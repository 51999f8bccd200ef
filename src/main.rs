//! fono server binary.
//!
//! Configuration comes from the environment and is validated before the
//! socket binds — a service pointed at a missing media root should die
//! loudly at startup, not 404 quietly forever.
//!
//!   FONO_MEDIA_ROOT  directory of uploaded audio files   (default: uploads)
//!   FONO_ADDR        bind address                        (default: 0.0.0.0:5000)
//!
//! Try:
//!   curl -v http://localhost:5000/stream/track.mp3 -H 'Range: bytes=0-1023'
//!   curl -v http://localhost:5000/stream/track.mp3 -H 'Range: bytes=-500'
//!   curl --head http://localhost:5000/stream/track.mp3

use std::env;
use std::sync::Arc;

use fono::{health, stream, MediaLibrary, Request, Response, Server};
use tracing::{error, info};

#[tokio::main]
async fn main() {
    tracing_subscriber::fmt::init();

    let root = env::var("FONO_MEDIA_ROOT").unwrap_or_else(|_| "uploads".to_owned());
    let addr = env::var("FONO_ADDR").unwrap_or_else(|_| "0.0.0.0:5000".to_owned());

    let library = match MediaLibrary::open(&root) {
        Ok(library) => Arc::new(library),
        Err(e) => {
            error!("media root `{root}` unusable: {e}");
            std::process::exit(1);
        }
    };
    info!(media_root = %library.root().display(), "serving uploads");

    let readiness_library = Arc::clone(&library);
    let app = stream::routes(Arc::clone(&library))
        .get("/", banner)
        .get("/healthz", health::liveness)
        .get("/readyz", move |req| {
            health::readiness(Arc::clone(&readiness_library), req)
        });

    if let Err(e) = Server::bind(&addr).serve(app).await {
        error!("server error: {e}");
        std::process::exit(1);
    }
}

// GET / — service banner, same shape the frontend's status page expects.
async fn banner(_req: Request) -> Response {
    Response::json(
        format!(
            r#"{{"service":"fono","status":"running","version":"{}"}}"#,
            env!("CARGO_PKG_VERSION")
        )
        .into_bytes(),
    )
}
//! Error types and the responder that turns them into HTTP.

use http::StatusCode;
use thiserror::Error;
use tracing::error;

use crate::response::{IntoResponse, Response};

/// The error type returned by fono's infrastructure operations.
///
/// Streaming failures (missing file, bad range) are expressed as HTTP
/// [`Response`](crate::Response) values, not as `Error`s. This type surfaces
/// what can go wrong before any request exists: binding to a port or
/// accepting a connection.
#[derive(Debug, Error)]
pub enum Error {
    #[error("io: {0}")]
    Io(#[from] std::io::Error),
}

/// Failures while resolving a filename token or opening its file.
///
/// `ClientAborted` has no variant here on purpose — a vanished client is not
/// an error, it is the normal end of a seek, and it is handled where it
/// happens: the body stream is dropped and the file handle with it. Likewise
/// an unparseable `Range` header never becomes an error; it degrades to a
/// full-file response in [`range::parse`](crate::range::parse).
#[derive(Debug, Error)]
pub enum StreamError {
    /// The token was empty, suspicious, or did not resolve to a regular file
    /// under the media root. Deliberately carries no path detail.
    #[error("media file not found")]
    NotFound,

    /// Filesystem fault after the token validated (permissions, disk).
    #[error("io: {0}")]
    Io(#[from] std::io::Error),
}

/// Maps stream failures to client responses.
///
/// The body never echoes paths, tokens, or OS error strings — those go to the
/// log, the client gets the minimum it needs to act on.
impl IntoResponse for StreamError {
    fn into_response(self) -> Response {
        match self {
            Self::NotFound => Response::builder()
                .status(StatusCode::NOT_FOUND)
                .text("File not found"),
            Self::Io(e) => {
                error!("stream failed before headers: {e}");
                Response::builder()
                    .status(StatusCode::INTERNAL_SERVER_ERROR)
                    .text("Internal server error")
            }
        }
    }
}

#[cfg(test)]
mod tests {
    use super::*;

    #[test]
    fn not_found_maps_to_404_with_safe_body() {
        let res = StreamError::NotFound.into_response().into_inner();
        assert_eq!(res.status(), StatusCode::NOT_FOUND);
    }

    #[test]
    fn io_fault_maps_to_500_without_os_detail() {
        let e = StreamError::Io(std::io::Error::other("/srv/media/secret.mp3 exploded"));
        let res = e.into_response().into_inner();
        assert_eq!(res.status(), StatusCode::INTERNAL_SERVER_ERROR);
    }
}
//! The `/stream/{filename}` endpoint: content negotiation and the byte pipe.
//!
//! Per request: resolve the token, read the file length, judge the `Range`
//! header, pick 200 / 206 / 416, then stream exactly the negotiated span.
//! Each request owns its file handle for its whole life; two listeners
//! scrubbing through the same track never share state.

use std::io::SeekFrom;
use std::path::Path;
use std::sync::Arc;

use futures_util::TryStreamExt;
use http::{Method, StatusCode};
use http_body_util::{BodyExt, StreamBody};
use hyper::body::Frame;
use tokio::fs::File;
use tokio::io::{AsyncReadExt, AsyncSeekExt};
use tokio_util::io::ReaderStream;
use tracing::warn;

use crate::cors;
use crate::error::StreamError;
use crate::media::{self, MediaLibrary};
use crate::range::{self, RangeVerdict};
use crate::request::Request;
use crate::response::{Body, IntoResponse, Response};
use crate::router::Router;

/// Read buffer per in-flight stream. Memory use is O(this), independent of
/// file size or span length.
const CHUNK_SIZE: usize = 64 * 1024;

/// The streaming route table: `GET`, `HEAD`, and CORS preflight.
pub fn routes(library: Arc<MediaLibrary>) -> Router {
    let get_library = Arc::clone(&library);
    Router::new()
        .get("/stream/{filename}", move |req| {
            serve(Arc::clone(&get_library), req)
        })
        .head("/stream/{filename}", move |req| {
            serve(Arc::clone(&library), req)
        })
        .options("/stream/{filename}", cors::preflight)
}

/// Serves one stream request. `HEAD` takes the same path as `GET` and peels
/// off just before the file is opened, so its headers can never drift from
/// what the `GET` would send.
pub async fn serve(library: Arc<MediaLibrary>, req: Request) -> Response {
    let token = req.param("filename").unwrap_or_default();
    let file = match library.resolve(token).await {
        Ok(file) => file,
        Err(e) => return cors::apply(e.into_response()),
    };

    let verdict = range::parse(req.header("range"), file.len);
    let Negotiated { status, headers, span } =
        negotiate(verdict, file.len, media::content_type(&file.path));

    let mut builder = Response::builder()
        .status(status)
        .header("x-content-type-options", "nosniff");
    for (name, value) in headers {
        builder = builder.header(name, &value);
    }
    if matches!(status, StatusCode::OK | StatusCode::PARTIAL_CONTENT) {
        builder = builder.header("cache-control", "public, max-age=86400");
    }

    let response = if req.method() == Method::HEAD {
        builder.no_body()
    } else {
        match span {
            None => builder.no_body(),
            Some((start, end)) => match open_range(&file.path, start, end).await {
                Ok(body) => builder.stream(body),
                // Nothing is on the wire yet; a clean 500 is still possible.
                Err(e) => return cors::apply(StreamError::Io(e).into_response()),
            },
        }
    };
    cors::apply(response)
}

// ── Content negotiation ───────────────────────────────────────────────────────

/// The negotiator's output: status, wire headers, and the inclusive byte span
/// to stream (`None` means an intentionally empty body — 416, or a
/// zero-length file).
///
/// Pure computation over already-known metadata; unit-tested without touching
/// a filesystem.
#[derive(Debug, Eq, PartialEq)]
struct Negotiated {
    status: StatusCode,
    headers: Vec<(&'static str, String)>,
    span: Option<(u64, u64)>,
}

fn negotiate(verdict: RangeVerdict, total: u64, content_type: &'static str) -> Negotiated {
    match verdict {
        RangeVerdict::NoRange => Negotiated {
            status: StatusCode::OK,
            headers: vec![
                ("content-type", content_type.to_owned()),
                ("content-length", total.to_string()),
                ("accept-ranges", "bytes".to_owned()),
            ],
            span: (total > 0).then(|| (0, total - 1)),
        },
        RangeVerdict::Satisfiable { start, end } => Negotiated {
            status: StatusCode::PARTIAL_CONTENT,
            headers: vec![
                ("content-type", content_type.to_owned()),
                ("content-range", format!("bytes {start}-{end}/{total}")),
                ("content-length", (end - start + 1).to_string()),
                ("accept-ranges", "bytes".to_owned()),
            ],
            span: Some((start, end)),
        },
        RangeVerdict::Unsatisfiable => Negotiated {
            status: StatusCode::RANGE_NOT_SATISFIABLE,
            headers: vec![("content-range", format!("bytes */{total}"))],
            span: None,
        },
    }
}

// ── Byte stream pipe ──────────────────────────────────────────────────────────

/// Opens `path` and prepares a body yielding exactly the inclusive span
/// `start..=end`, one bounded chunk at a time.
///
/// The body owns the file handle. hyper drops the body when the client
/// disconnects, which drops the handle within one chunk iteration — abort
/// cleanup is ownership, not bookkeeping, and no copy continues in the
/// background. A read error after this point terminates the stream and is
/// logged; the committed status line cannot be rewritten.
async fn open_range(path: &Path, start: u64, end: u64) -> std::io::Result<Body> {
    let mut file = File::open(path).await?;
    if start > 0 {
        file.seek(SeekFrom::Start(start)).await?;
    }
    let reader = file.take(end - start + 1);
    let frames = ReaderStream::with_capacity(reader, CHUNK_SIZE)
        .inspect_err(|e| warn!("read failed mid-stream: {e}"))
        .map_ok(Frame::data);
    Ok(StreamBody::new(frames).boxed())
}

#[cfg(test)]
mod tests {
    use super::*;

    fn header<'a>(n: &'a Negotiated, name: &str) -> Option<&'a str> {
        n.headers
            .iter()
            .find(|(k, _)| *k == name)
            .map(|(_, v)| v.as_str())
    }

    #[test]
    fn no_range_negotiates_200_with_full_length() {
        let n = negotiate(RangeVerdict::NoRange, 1000, "audio/mpeg");
        assert_eq!(n.status, StatusCode::OK);
        assert_eq!(header(&n, "content-length"), Some("1000"));
        assert_eq!(header(&n, "accept-ranges"), Some("bytes"));
        assert_eq!(header(&n, "content-type"), Some("audio/mpeg"));
        assert_eq!(header(&n, "content-range"), None);
        assert_eq!(n.span, Some((0, 999)));
    }

    #[test]
    fn satisfiable_negotiates_206_with_content_range() {
        let n = negotiate(
            RangeVerdict::Satisfiable { start: 500, end: 999 },
            1000,
            "audio/flac",
        );
        assert_eq!(n.status, StatusCode::PARTIAL_CONTENT);
        assert_eq!(header(&n, "content-range"), Some("bytes 500-999/1000"));
        assert_eq!(header(&n, "content-length"), Some("500"));
        assert_eq!(n.span, Some((500, 999)));
    }

    #[test]
    fn one_byte_span_has_length_one() {
        let n = negotiate(
            RangeVerdict::Satisfiable { start: 0, end: 0 },
            1000,
            "audio/mpeg",
        );
        assert_eq!(header(&n, "content-length"), Some("1"));
        assert_eq!(header(&n, "content-range"), Some("bytes 0-0/1000"));
    }

    #[test]
    fn unsatisfiable_negotiates_416_with_star_range_and_no_span() {
        let n = negotiate(RangeVerdict::Unsatisfiable, 1_000_000, "audio/mpeg");
        assert_eq!(n.status, StatusCode::RANGE_NOT_SATISFIABLE);
        assert_eq!(header(&n, "content-range"), Some("bytes */1000000"));
        assert_eq!(header(&n, "content-length"), None);
        assert_eq!(n.span, None);
    }

    #[test]
    fn empty_file_without_range_gets_200_and_empty_span() {
        let n = negotiate(RangeVerdict::NoRange, 0, "audio/wav");
        assert_eq!(n.status, StatusCode::OK);
        assert_eq!(header(&n, "content-length"), Some("0"));
        assert_eq!(n.span, None);
    }
}
//! The media root: token → path resolution and content-type derivation.
//!
//! The media root is the security boundary. Upload ingestion writes flat
//! files into it; this module is the only code that turns an untrusted URL
//! token back into a path, and nothing it returns ever lies outside the root.

use std::path::{Path, PathBuf};

use percent_encoding::percent_decode_str;

use crate::error::StreamError;

/// A configured, canonicalized media root directory.
pub struct MediaLibrary {
    root: PathBuf,
}

/// A resolved, stat-ed media file. Length is captured at resolution time;
/// uploaded files are never mutated in place, so it stays true for the
/// lifetime of the request.
pub struct MediaFile {
    pub path: PathBuf,
    pub len: u64,
}

impl MediaLibrary {
    /// Opens the media root, canonicalizing it once.
    ///
    /// Fails if the directory is missing — a service pointed at nothing
    /// should refuse to start, not 404 forever.
    pub fn open(root: impl AsRef<Path>) -> std::io::Result<Self> {
        let root = std::fs::canonicalize(root)?;
        if !root.is_dir() {
            return Err(std::io::Error::other("media root is not a directory"));
        }
        Ok(Self { root })
    }

    pub fn root(&self) -> &Path {
        &self.root
    }

    /// Resolves a filename token from the URL to a file under the root.
    ///
    /// The token is percent-decoded, screened, joined to the root, and the
    /// result canonicalized and prefix-checked — so neither an encoded
    /// `..%2F` nor a symlink planted inside the root can reach outside it.
    /// Every rejection collapses to [`StreamError::NotFound`]; the client
    /// learns nothing about why.
    pub async fn resolve(&self, token: &str) -> Result<MediaFile, StreamError> {
        let name = sanitize(token).ok_or(StreamError::NotFound)?;
        let path = tokio::fs::canonicalize(self.root.join(name))
            .await
            .map_err(io_to_stream)?;
        if !path.starts_with(&self.root) {
            return Err(StreamError::NotFound);
        }
        let meta = tokio::fs::metadata(&path).await.map_err(io_to_stream)?;
        if !meta.is_file() {
            return Err(StreamError::NotFound);
        }
        Ok(MediaFile { path, len: meta.len() })
    }
}

/// Decodes and screens a filename token. `None` means "pretend it doesn't
/// exist".
///
/// Rejects path separators in both flavors, NUL bytes, empties, and anything
/// starting with a dot — which covers `.` and `..` and also denies dotfiles,
/// matching the upload side (it never produces them).
fn sanitize(token: &str) -> Option<String> {
    let decoded = percent_decode_str(token).decode_utf8().ok()?;
    let name = decoded.as_ref();
    if name.is_empty()
        || name.starts_with('.')
        || name.contains('\0')
        || name.contains('/')
        || name.contains('\\')
    {
        return None;
    }
    Some(name.to_owned())
}

fn io_to_stream(e: std::io::Error) -> StreamError {
    if e.kind() == std::io::ErrorKind::NotFound {
        StreamError::NotFound
    } else {
        StreamError::Io(e)
    }
}

/// Derives the response content type from the file extension.
///
/// Small fixed table for the formats upload ingestion accepts; anything else
/// falls back to a generic binary type rather than failing — the browser's
/// decoder is the final authority anyway.
pub fn content_type(path: &Path) -> &'static str {
    let Some(ext) = path.extension().and_then(|e| e.to_str()) else {
        return "application/octet-stream";
    };
    match ext.to_ascii_lowercase().as_str() {
        "mp3" => "audio/mpeg",
        "wav" => "audio/wav",
        "flac" => "audio/flac",
        "ogg" | "oga" => "audio/ogg",
        "m4a" => "audio/mp4",
        "aac" => "audio/aac",
        "opus" => "audio/opus",
        "webm" => "audio/webm",
        _ => "application/octet-stream",
    }
}

#[cfg(test)]
mod tests {
    use super::*;

    #[test]
    fn content_type_table() {
        assert_eq!(content_type(Path::new("track.mp3")), "audio/mpeg");
        assert_eq!(content_type(Path::new("track.MP3")), "audio/mpeg");
        assert_eq!(content_type(Path::new("take.flac")), "audio/flac");
        assert_eq!(content_type(Path::new("loop.oga")), "audio/ogg");
        assert_eq!(content_type(Path::new("voice.m4a")), "audio/mp4");
        assert_eq!(content_type(Path::new("weird.xyz")), "application/octet-stream");
        assert_eq!(content_type(Path::new("noext")), "application/octet-stream");
    }

    #[test]
    fn sanitize_rejects_traversal_and_separators() {
        for token in [
            "",
            ".",
            "..",
            "../secret.mp3",
            "..%2Fsecret.mp3", // decodes to ../secret.mp3
            "%2e%2e%2fsecret.mp3",
            "sub/track.mp3",
            "sub%2Ftrack.mp3",
            "back\\slash.mp3",
            ".hidden.mp3",
            "nul\0byte.mp3",
            "/etc/passwd",
            "%2Fetc%2Fpasswd",
        ] {
            assert_eq!(sanitize(token), None, "token {token:?} must be rejected");
        }
    }

    #[test]
    fn sanitize_decodes_ordinary_names() {
        assert_eq!(sanitize("track.mp3").as_deref(), Some("track.mp3"));
        assert_eq!(sanitize("my%20song.mp3").as_deref(), Some("my song.mp3"));
    }

    #[tokio::test]
    async fn resolve_finds_files_and_reports_length() {
        let dir = tempfile::tempdir().unwrap();
        std::fs::write(dir.path().join("track.mp3"), b"abcdef").unwrap();
        let library = MediaLibrary::open(dir.path()).unwrap();

        let file = library.resolve("track.mp3").await.unwrap();
        assert_eq!(file.len, 6);
        assert!(file.path.starts_with(library.root()));
    }

    #[tokio::test]
    async fn resolve_never_escapes_the_root() {
        let outer = tempfile::tempdir().unwrap();
        std::fs::write(outer.path().join("secret.txt"), b"no").unwrap();
        let root = outer.path().join("media");
        std::fs::create_dir(&root).unwrap();
        std::fs::write(root.join("track.mp3"), b"ok").unwrap();
        let library = MediaLibrary::open(&root).unwrap();

        for token in [
            "../secret.txt",
            "..%2Fsecret.txt",
            "%2e%2e/secret.txt",
            "secret.txt", // exists only outside the root
            "missing.mp3",
        ] {
            assert!(
                matches!(library.resolve(token).await, Err(StreamError::NotFound)),
                "token {token:?} must resolve to NotFound"
            );
        }
    }

    #[cfg(unix)]
    #[tokio::test]
    async fn resolve_rejects_symlinks_leaving_the_root() {
        let outer = tempfile::tempdir().unwrap();
        std::fs::write(outer.path().join("secret.txt"), b"no").unwrap();
        let root = outer.path().join("media");
        std::fs::create_dir(&root).unwrap();
        std::os::unix::fs::symlink(outer.path().join("secret.txt"), root.join("link.mp3"))
            .unwrap();
        let library = MediaLibrary::open(&root).unwrap();

        assert!(matches!(
            library.resolve("link.mp3").await,
            Err(StreamError::NotFound)
        ));
    }

    #[tokio::test]
    async fn resolve_rejects_directories() {
        let dir = tempfile::tempdir().unwrap();
        std::fs::create_dir(dir.path().join("album")).unwrap();
        let library = MediaLibrary::open(dir.path()).unwrap();

        assert!(matches!(
            library.resolve("album").await,
            Err(StreamError::NotFound)
        ));
    }
}
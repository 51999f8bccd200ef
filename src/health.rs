//! Health-check handlers.
//!
//! | Probe | Path | Question |
//! |---|---|---|
//! | **Liveness** | `/healthz` | Is the process alive? Failure → restart. |
//! | **Readiness** | `/readyz` | Can the pod serve traffic? Failure → pulled from load-balancer. |
//!
//! Readiness is gated on the one dependency fono has: the media root.
//! If the volume holding the uploads unmounts, the pod stops taking traffic
//! instead of answering every stream request with a 500.

use std::sync::Arc;

use http::StatusCode;

use crate::media::MediaLibrary;
use crate::request::Request;
use crate::response::Response;

/// Liveness probe handler.
///
/// Always returns `200 OK` with body `"ok"`. If the process can respond to
/// HTTP at all, it is alive — this handler intentionally has no dependencies.
pub async fn liveness(_req: Request) -> Response {
    Response::text("ok")
}

/// Readiness probe handler.
///
/// `200 OK` while the media root is still a readable directory,
/// `503 Service Unavailable` otherwise.
pub async fn readiness(library: Arc<MediaLibrary>, _req: Request) -> Response {
    match tokio::fs::metadata(library.root()).await {
        Ok(meta) if meta.is_dir() => Response::text("ready"),
        _ => Response::status(StatusCode::SERVICE_UNAVAILABLE),
    }
}
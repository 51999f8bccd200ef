//! HTTP server and graceful shutdown.
//!
//! # Graceful shutdown and in-flight streams
//!
//! On **SIGTERM** (or Ctrl-C locally) the server:
//! 1. Immediately stops `listener.accept()` — no new connections are made.
//! 2. Lets every in-flight connection task run to completion. A listener that
//!    is halfway through a 206 keeps receiving bytes until their stream ends
//!    or their browser gives up.
//! 3. Returns from [`Server::serve`], which lets `main` exit cleanly.
//!
//! Behind Kubernetes, set `terminationGracePeriodSeconds` longer than the
//! longest track you serve divided by your slowest listener's bandwidth —
//! or accept that a drain cuts them off, which browsers recover from with a
//! `Range` re-request anyway.

use std::net::SocketAddr;
use std::sync::Arc;
use std::time::Instant;

use hyper::service::service_fn;
use hyper_util::rt::{TokioExecutor, TokioIo};
use hyper_util::server::conn::auto::Builder as ConnBuilder;
use tokio::net::TcpListener;
use tracing::{error, info};

use crate::error::Error;
use crate::request::Request;
use crate::response::{Body, Response};
use crate::router::Router;

/// The HTTP server.
pub struct Server {
    addr: SocketAddr,
}

impl Server {
    /// Configures the server to bind to `addr` when [`serve`](Server::serve)
    /// is called.
    ///
    /// # Panics
    ///
    /// Panics if `addr` is not a valid `host:port` string.
    pub fn bind(addr: &str) -> Self {
        let addr: SocketAddr = addr.parse().expect("invalid socket address");
        Self { addr }
    }

    /// Starts accepting connections and dispatching them through `router`.
    ///
    /// Returns only after a full graceful shutdown (SIGTERM or Ctrl-C,
    /// followed by all in-flight requests completing).
    pub async fn serve(self, router: Router) -> Result<(), Error> {
        let listener = TcpListener::bind(self.addr).await?;

        // Shared across connection tasks without copying the routing table.
        let router = Arc::new(router);

        info!(addr = %self.addr, "fono listening");

        // JoinSet tracks every spawned connection task so we can wait for
        // them all to finish during graceful shutdown.
        let mut tasks = tokio::task::JoinSet::new();

        let shutdown = shutdown_signal();
        tokio::pin!(shutdown);

        loop {
            tokio::select! {
                // `biased` makes select! check arms top-to-bottom. Shutdown is
                // checked first so a SIGTERM stops accepting immediately, even
                // if more connections are queued.
                biased;

                () = &mut shutdown => {
                    info!(in_flight = tasks.len(), "shutdown signal received, draining connections");
                    break;
                }

                res = listener.accept() => {
                    let (stream, remote_addr) = match res {
                        Ok(v) => v,
                        Err(e) => {
                            error!("accept error: {e}");
                            continue;
                        }
                    };

                    let router = Arc::clone(&router);
                    let io = TokioIo::new(stream);

                    tasks.spawn(async move {
                        // Called once per request on the connection — a
                        // browser seeking through a track reuses the
                        // connection for each new Range request.
                        let svc = service_fn(move |req| {
                            let router = Arc::clone(&router);
                            async move { dispatch(router, req).await }
                        });

                        // Serves whichever of HTTP/1.1 or HTTP/2 the client
                        // negotiated. A mid-stream client abort surfaces here
                        // as a connection error and is expected traffic.
                        if let Err(e) = ConnBuilder::new(TokioExecutor::new())
                            .serve_connection(io, svc)
                            .await
                        {
                            info!(peer = %remote_addr, "connection closed: {e}");
                        }
                    });
                }

                // Reap finished connection tasks so the JoinSet does not grow
                // without bound on long-running servers.
                Some(_) = tasks.join_next(), if !tasks.is_empty() => {}
            }
        }

        // Drain: wait for every in-flight connection to finish.
        while tasks.join_next().await.is_some() {}

        info!("fono stopped");
        Ok(())
    }
}

// ── Request dispatch ──────────────────────────────────────────────────────────

/// Core hot path: routes one request and produces one response.
///
/// The error type is [`Infallible`](std::convert::Infallible) — all failures
/// become responses (404, 416, 500) before hyper sees them. The request body
/// is dropped unread; fono serves a read-only surface.
async fn dispatch(
    router: Arc<Router>,
    req: hyper::Request<hyper::body::Incoming>,
) -> Result<http::Response<Body>, std::convert::Infallible> {
    let (parts, _body) = req.into_parts();
    let method = parts.method.clone();
    let path = parts.uri.path().to_owned();
    let started = Instant::now();

    let response = match router.lookup(&method, &path) {
        Some((handler, params)) => handler(Request::from_parts(parts, params)).await,
        None => Response::status(http::StatusCode::NOT_FOUND),
    };

    // Probes fire every few seconds and would drown real traffic in the log.
    if path != "/healthz" && path != "/readyz" {
        info!(
            %method,
            path = %path,
            status = response.status_code().as_u16(),
            elapsed_ms = started.elapsed().as_millis() as u64,
            "request"
        );
    }

    Ok(response.into_inner())
}

// ── Shutdown signal ───────────────────────────────────────────────────────────

/// Resolves on the first shutdown signal the process receives.
///
/// On Unix this listens for both **SIGTERM** (container orchestrators) and
/// **SIGINT** (Ctrl-C, for local dev). On Windows only Ctrl-C is available.
async fn shutdown_signal() {
    let ctrl_c = async {
        tokio::signal::ctrl_c()
            .await
            .expect("failed to install Ctrl-C handler");
    };

    #[cfg(unix)]
    let sigterm = async {
        tokio::signal::unix::signal(tokio::signal::unix::SignalKind::terminate())
            .expect("failed to install SIGTERM handler")
            .recv()
            .await;
    };

    // `pending()` never resolves — on non-Unix platforms the SIGTERM arm is
    // effectively disabled.
    #[cfg(not(unix))]
    let sigterm = std::future::pending::<()>();

    tokio::select! {
        () = ctrl_c   => {}
        () = sigterm  => {}
    }
}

### WHAT TO DO
Would you please filter the lines above and copy every one that includes "main"?

### YOUR RESPONSE
filename src/main.rs
#[tokio::main]
async fn main() {
//! 3. Returns from [`Server::serve`], which lets `main` exit cleanly.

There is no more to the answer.